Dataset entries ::
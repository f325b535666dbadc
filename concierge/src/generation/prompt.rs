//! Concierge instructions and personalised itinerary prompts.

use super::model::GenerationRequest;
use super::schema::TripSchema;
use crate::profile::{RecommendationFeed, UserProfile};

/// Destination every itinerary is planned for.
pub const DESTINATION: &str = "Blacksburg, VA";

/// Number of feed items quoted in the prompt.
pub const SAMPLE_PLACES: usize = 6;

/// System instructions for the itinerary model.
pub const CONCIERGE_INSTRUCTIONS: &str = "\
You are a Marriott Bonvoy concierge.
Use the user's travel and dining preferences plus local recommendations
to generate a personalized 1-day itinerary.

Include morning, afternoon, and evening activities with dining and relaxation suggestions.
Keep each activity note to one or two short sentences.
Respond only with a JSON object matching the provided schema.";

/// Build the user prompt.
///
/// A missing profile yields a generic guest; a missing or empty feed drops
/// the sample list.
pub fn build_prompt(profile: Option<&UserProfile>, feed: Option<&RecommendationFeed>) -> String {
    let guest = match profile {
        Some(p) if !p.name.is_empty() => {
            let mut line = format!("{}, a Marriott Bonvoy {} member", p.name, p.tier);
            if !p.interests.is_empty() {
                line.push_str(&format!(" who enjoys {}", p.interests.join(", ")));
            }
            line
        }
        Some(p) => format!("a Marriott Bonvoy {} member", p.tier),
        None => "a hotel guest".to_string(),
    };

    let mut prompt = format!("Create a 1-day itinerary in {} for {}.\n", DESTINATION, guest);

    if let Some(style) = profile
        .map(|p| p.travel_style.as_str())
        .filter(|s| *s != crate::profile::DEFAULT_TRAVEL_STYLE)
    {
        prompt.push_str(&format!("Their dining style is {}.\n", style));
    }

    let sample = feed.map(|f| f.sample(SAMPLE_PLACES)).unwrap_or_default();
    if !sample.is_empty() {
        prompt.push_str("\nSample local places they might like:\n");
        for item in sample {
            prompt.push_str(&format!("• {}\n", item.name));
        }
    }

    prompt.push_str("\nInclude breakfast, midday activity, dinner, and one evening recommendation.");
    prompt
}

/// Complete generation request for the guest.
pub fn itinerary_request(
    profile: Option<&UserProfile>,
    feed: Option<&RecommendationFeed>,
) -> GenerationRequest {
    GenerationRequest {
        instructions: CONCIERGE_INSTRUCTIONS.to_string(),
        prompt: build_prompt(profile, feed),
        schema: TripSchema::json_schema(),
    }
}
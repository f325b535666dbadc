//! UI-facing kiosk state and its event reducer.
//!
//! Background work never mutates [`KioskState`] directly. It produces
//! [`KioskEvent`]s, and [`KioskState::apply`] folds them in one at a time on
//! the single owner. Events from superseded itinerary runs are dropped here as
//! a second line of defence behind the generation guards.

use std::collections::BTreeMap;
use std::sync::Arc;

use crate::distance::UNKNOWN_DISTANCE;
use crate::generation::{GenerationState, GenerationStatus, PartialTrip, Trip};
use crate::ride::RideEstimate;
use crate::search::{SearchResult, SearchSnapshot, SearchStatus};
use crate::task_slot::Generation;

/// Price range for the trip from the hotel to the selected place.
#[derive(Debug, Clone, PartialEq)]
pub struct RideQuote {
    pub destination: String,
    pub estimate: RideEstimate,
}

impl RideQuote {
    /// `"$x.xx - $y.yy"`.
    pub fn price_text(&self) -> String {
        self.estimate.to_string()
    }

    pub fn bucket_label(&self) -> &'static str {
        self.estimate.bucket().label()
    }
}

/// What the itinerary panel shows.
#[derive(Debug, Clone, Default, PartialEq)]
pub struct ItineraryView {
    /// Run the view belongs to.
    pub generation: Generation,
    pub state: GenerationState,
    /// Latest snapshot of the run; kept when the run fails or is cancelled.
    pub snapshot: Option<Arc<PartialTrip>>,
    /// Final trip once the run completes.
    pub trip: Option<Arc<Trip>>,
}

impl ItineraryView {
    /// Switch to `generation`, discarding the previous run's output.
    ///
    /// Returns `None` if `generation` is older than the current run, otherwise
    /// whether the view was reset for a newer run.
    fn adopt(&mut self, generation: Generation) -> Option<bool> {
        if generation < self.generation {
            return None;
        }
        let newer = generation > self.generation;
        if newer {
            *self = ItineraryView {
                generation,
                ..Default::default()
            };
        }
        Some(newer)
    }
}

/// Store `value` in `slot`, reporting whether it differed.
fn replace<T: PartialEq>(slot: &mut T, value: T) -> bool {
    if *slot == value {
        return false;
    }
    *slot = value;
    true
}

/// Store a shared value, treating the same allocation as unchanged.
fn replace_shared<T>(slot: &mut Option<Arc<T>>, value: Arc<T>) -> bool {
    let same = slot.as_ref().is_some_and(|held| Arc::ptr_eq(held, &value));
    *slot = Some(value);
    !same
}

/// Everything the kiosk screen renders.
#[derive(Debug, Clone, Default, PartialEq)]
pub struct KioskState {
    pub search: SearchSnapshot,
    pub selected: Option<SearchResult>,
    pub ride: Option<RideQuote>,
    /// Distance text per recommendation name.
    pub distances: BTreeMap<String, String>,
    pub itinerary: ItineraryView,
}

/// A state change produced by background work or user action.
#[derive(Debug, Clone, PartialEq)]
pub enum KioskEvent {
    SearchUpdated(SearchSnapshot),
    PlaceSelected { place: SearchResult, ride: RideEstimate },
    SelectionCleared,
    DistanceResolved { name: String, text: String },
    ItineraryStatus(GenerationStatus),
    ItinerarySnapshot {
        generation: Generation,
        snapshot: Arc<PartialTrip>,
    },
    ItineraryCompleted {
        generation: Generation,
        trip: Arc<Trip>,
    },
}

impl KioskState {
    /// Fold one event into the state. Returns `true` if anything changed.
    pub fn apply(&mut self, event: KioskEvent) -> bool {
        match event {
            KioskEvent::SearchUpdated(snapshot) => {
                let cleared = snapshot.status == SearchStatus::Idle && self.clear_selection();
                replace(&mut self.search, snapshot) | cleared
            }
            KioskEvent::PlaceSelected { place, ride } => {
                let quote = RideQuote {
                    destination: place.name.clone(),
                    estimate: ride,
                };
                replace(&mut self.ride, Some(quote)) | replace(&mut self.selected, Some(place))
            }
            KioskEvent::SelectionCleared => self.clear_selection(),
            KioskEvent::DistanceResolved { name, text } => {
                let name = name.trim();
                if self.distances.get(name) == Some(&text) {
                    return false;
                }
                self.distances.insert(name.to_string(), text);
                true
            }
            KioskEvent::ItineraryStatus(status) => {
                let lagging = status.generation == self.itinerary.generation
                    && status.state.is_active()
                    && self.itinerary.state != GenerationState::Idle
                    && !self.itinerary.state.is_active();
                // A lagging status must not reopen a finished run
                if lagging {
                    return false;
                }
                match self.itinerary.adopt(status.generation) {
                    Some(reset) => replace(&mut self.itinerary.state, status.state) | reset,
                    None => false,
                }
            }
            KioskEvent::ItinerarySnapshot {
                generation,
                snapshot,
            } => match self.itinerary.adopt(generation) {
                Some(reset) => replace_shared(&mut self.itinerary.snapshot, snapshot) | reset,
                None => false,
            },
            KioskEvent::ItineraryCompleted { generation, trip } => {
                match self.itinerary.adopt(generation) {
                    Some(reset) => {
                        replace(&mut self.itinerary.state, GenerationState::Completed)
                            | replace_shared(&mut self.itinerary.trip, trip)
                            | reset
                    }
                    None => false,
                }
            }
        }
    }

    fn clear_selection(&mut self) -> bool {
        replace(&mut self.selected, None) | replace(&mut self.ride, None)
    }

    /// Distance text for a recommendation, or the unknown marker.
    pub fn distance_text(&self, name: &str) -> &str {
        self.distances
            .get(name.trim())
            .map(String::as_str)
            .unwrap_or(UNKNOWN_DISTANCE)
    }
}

PROMPT :: A verbatim copy of the records above should be returned.

SOLUTION ::
repository f325b535666dbadc
filename concierge/src/generation/prompt.rs
//! Concierge instructions and personalised itinerary prompts.

use super::model::GenerationRequest;
use super::schema::TripSchema;
use crate::profile::{RecommendationFeed, UserProfile};

/// Destination every itinerary is planned for.
pub const DESTINATION: &str = "Blacksburg, VA";

/// Number of feed items quoted in the prompt.
pub const SAMPLE_PLACES: usize = 6;

/// System instructions for the itinerary model.
pub const CONCIERGE_INSTRUCTIONS: &str = "\
You are a Marriott Bonvoy concierge.
Use the user's travel and dining preferences plus local recommendations
to generate a personalized 1-day itinerary.

Include morning, afternoon, and evening activities with dining and relaxation suggestions.
Keep each activity note to one or two short sentences.
Respond only with a JSON object matching the provided schema.";

/// Build the user prompt.
///
/// A missing profile yields a generic guest; a missing or empty feed drops
/// the sample list.
pub fn build_prompt(profile: Option<&UserProfile>, feed: Option<&RecommendationFeed>) -> String {
    let guest = match profile {
        Some(p) if !p.name.is_empty() => {
            let mut line = format!("{}, a Marriott Bonvoy {} member", p.name, p.tier);
            if !p.interests.is_empty() {
                line.push_str(&format!(" who enjoys {}", p.interests.join(", ")));
            }
            line
        }
        Some(p) => format!("a Marriott Bonvoy {} member", p.tier),
        None => "a hotel guest".to_string(),
    };

    let mut prompt = format!("Create a 1-day itinerary in {} for {}.\n", DESTINATION, guest);

    if let Some(style) = profile
        .map(|p| p.travel_style.as_str())
        .filter(|s| *s != crate::profile::DEFAULT_TRAVEL_STYLE)
    {
        prompt.push_str(&format!("Their dining style is {}.\n", style));
    }

    let sample = feed.map(|f| f.sample(SAMPLE_PLACES)).unwrap_or_default();
    if !sample.is_empty() {
        prompt.push_str("\nSample local places they might like:\n");
        for item in sample {
            prompt.push_str(&format!("• {}\n", item.name));
        }
    }

    prompt.push_str("\nInclude breakfast, midday activity, dinner, and one evening recommendation.");
    prompt
}

/// Complete generation request for the guest.
pub fn itinerary_request(
    profile: Option<&UserProfile>,
    feed: Option<&RecommendationFeed>,
) -> GenerationRequest {
    GenerationRequest {
        instructions: CONCIERGE_INSTRUCTIONS.to_string(),
        prompt: build_prompt(profile, feed),
        schema: TripSchema::json_schema(),
    }
}
repository f325b535666dbadc
//! UI-facing kiosk state and its event reducer.
//!
//! Background work never mutates [`KioskState`] directly. It produces
//! [`KioskEvent`]s, and [`KioskState::apply`] folds them in one at a time on
//! the single owner. Events from superseded itinerary runs are dropped here as
//! a second line of defence behind the generation guards.

use std::collections::BTreeMap;
use std::sync::Arc;

use crate::distance::UNKNOWN_DISTANCE;
use crate::generation::{GenerationState, GenerationStatus, PartialTrip, Trip};
use crate::ride::RideEstimate;
use crate::search::{SearchResult, SearchSnapshot, SearchStatus};
use crate::task_slot::Generation;

/// Price range for the trip from the hotel to the selected place.
#[derive(Debug, Clone, PartialEq)]
pub struct RideQuote {
    pub destination: String,
    pub estimate: RideEstimate,
}

impl RideQuote {
    /// `"$x.xx - $y.yy"`.
    pub fn price_text(&self) -> String {
        self.estimate.to_string()
    }

    pub fn bucket_label(&self) -> &'static str {
        self.estimate.bucket().label()
    }
}

/// What the itinerary panel shows.
#[derive(Debug, Clone, Default, PartialEq)]
pub struct ItineraryView {
    /// Run the view belongs to.
    pub generation: Generation,
    pub state: GenerationState,
    /// Latest snapshot of the run; kept when the run fails or is cancelled.
    pub snapshot: Option<Arc<PartialTrip>>,
    /// Final trip once the run completes.
    pub trip: Option<Arc<Trip>>,
}

impl ItineraryView {
    /// Switch to `generation`, discarding the previous run's output.
    ///
    /// Returns `None` if `generation` is older than the current run, otherwise
    /// whether the view was reset for a newer run.
    fn adopt(&mut self, generation: Generation) -> Option<bool> {
        if generation < self.generation {
            return None;
        }
        let newer = generation > self.generation;
        if newer {
            *self = ItineraryView {
                generation,
                ..Default::default()
            };
        }
        Some(newer)
    }
}

/// Store `value` in `slot`, reporting whether it differed.
fn replace<T: PartialEq>(slot: &mut T, value: T) -> bool {
    if *slot == value {
        return false;
    }
    *slot = value;
    true
}

/// Store a shared value, treating the same allocation as unchanged.
fn replace_shared<T>(slot: &mut Option<Arc<T>>, value: Arc<T>) -> bool {
    let same = slot.as_ref().is_some_and(|held| Arc::ptr_eq(held, &value));
    *slot = Some(value);
    !same
}

/// Everything the kiosk screen renders.
#[derive(Debug, Clone, Default, PartialEq)]
pub struct KioskState {
    pub search: SearchSnapshot,
    pub selected: Option<SearchResult>,
    pub ride: Option<RideQuote>,
    /// Distance text per recommendation name.
    pub distances: BTreeMap<String, String>,
    pub itinerary: ItineraryView,
}

/// A state change produced by background work or user action.
#[derive(Debug, Clone, PartialEq)]
pub enum KioskEvent {
    SearchUpdated(SearchSnapshot),
    PlaceSelected { place: SearchResult, ride: RideEstimate },
    SelectionCleared,
    DistanceResolved { name: String, text: String },
    ItineraryStatus(GenerationStatus),
    ItinerarySnapshot {
        generation: Generation,
        snapshot: Arc<PartialTrip>,
    },
    ItineraryCompleted {
        generation: Generation,
        trip: Arc<Trip>,
    },
}

impl KioskState {
    /// Fold one event into the state. Returns `true` if anything changed.
    pub fn apply(&mut self, event: KioskEvent) -> bool {
        match event {
            KioskEvent::SearchUpdated(snapshot) => {
                let cleared = snapshot.status == SearchStatus::Idle && self.clear_selection();
                replace(&mut self.search, snapshot) | cleared
            }
            KioskEvent::PlaceSelected { place, ride } => {
                let quote = RideQuote {
                    destination: place.name.clone(),
                    estimate: ride,
                };
                replace(&mut self.ride, Some(quote)) | replace(&mut self.selected, Some(place))
            }
            KioskEvent::SelectionCleared => self.clear_selection(),
            KioskEvent::DistanceResolved { name, text } => {
                let name = name.trim();
                if self.distances.get(name) == Some(&text) {
                    return false;
                }
                self.distances.insert(name.to_string(), text);
                true
            }
            KioskEvent::ItineraryStatus(status) => {
                let lagging = status.generation == self.itinerary.generation
                    && status.state.is_active()
                    && self.itinerary.state != GenerationState::Idle
                    && !self.itinerary.state.is_active();
                // A lagging status must not reopen a finished run
                if lagging {
                    return false;
                }
                match self.itinerary.adopt(status.generation) {
                    Some(reset) => replace(&mut self.itinerary.state, status.state) | reset,
                    None => false,
                }
            }
            KioskEvent::ItinerarySnapshot {
                generation,
                snapshot,
            } => match self.itinerary.adopt(generation) {
                Some(reset) => replace_shared(&mut self.itinerary.snapshot, snapshot) | reset,
                None => false,
            },
            KioskEvent::ItineraryCompleted { generation, trip } => {
                match self.itinerary.adopt(generation) {
                    Some(reset) => {
                        replace(&mut self.itinerary.state, GenerationState::Completed)
                            | replace_shared(&mut self.itinerary.trip, trip)
                            | reset
                    }
                    None => false,
                }
            }
        }
    }

    fn clear_selection(&mut self) -> bool {
        replace(&mut self.selected, None) | replace(&mut self.ride, None)
    }

    /// Distance text for a recommendation, or the unknown marker.
    pub fn distance_text(&self, name: &str) -> &str {
        self.distances
            .get(name.trim())
            .map(String::as_str)
            .unwrap_or(UNKNOWN_DISTANCE)
    }
}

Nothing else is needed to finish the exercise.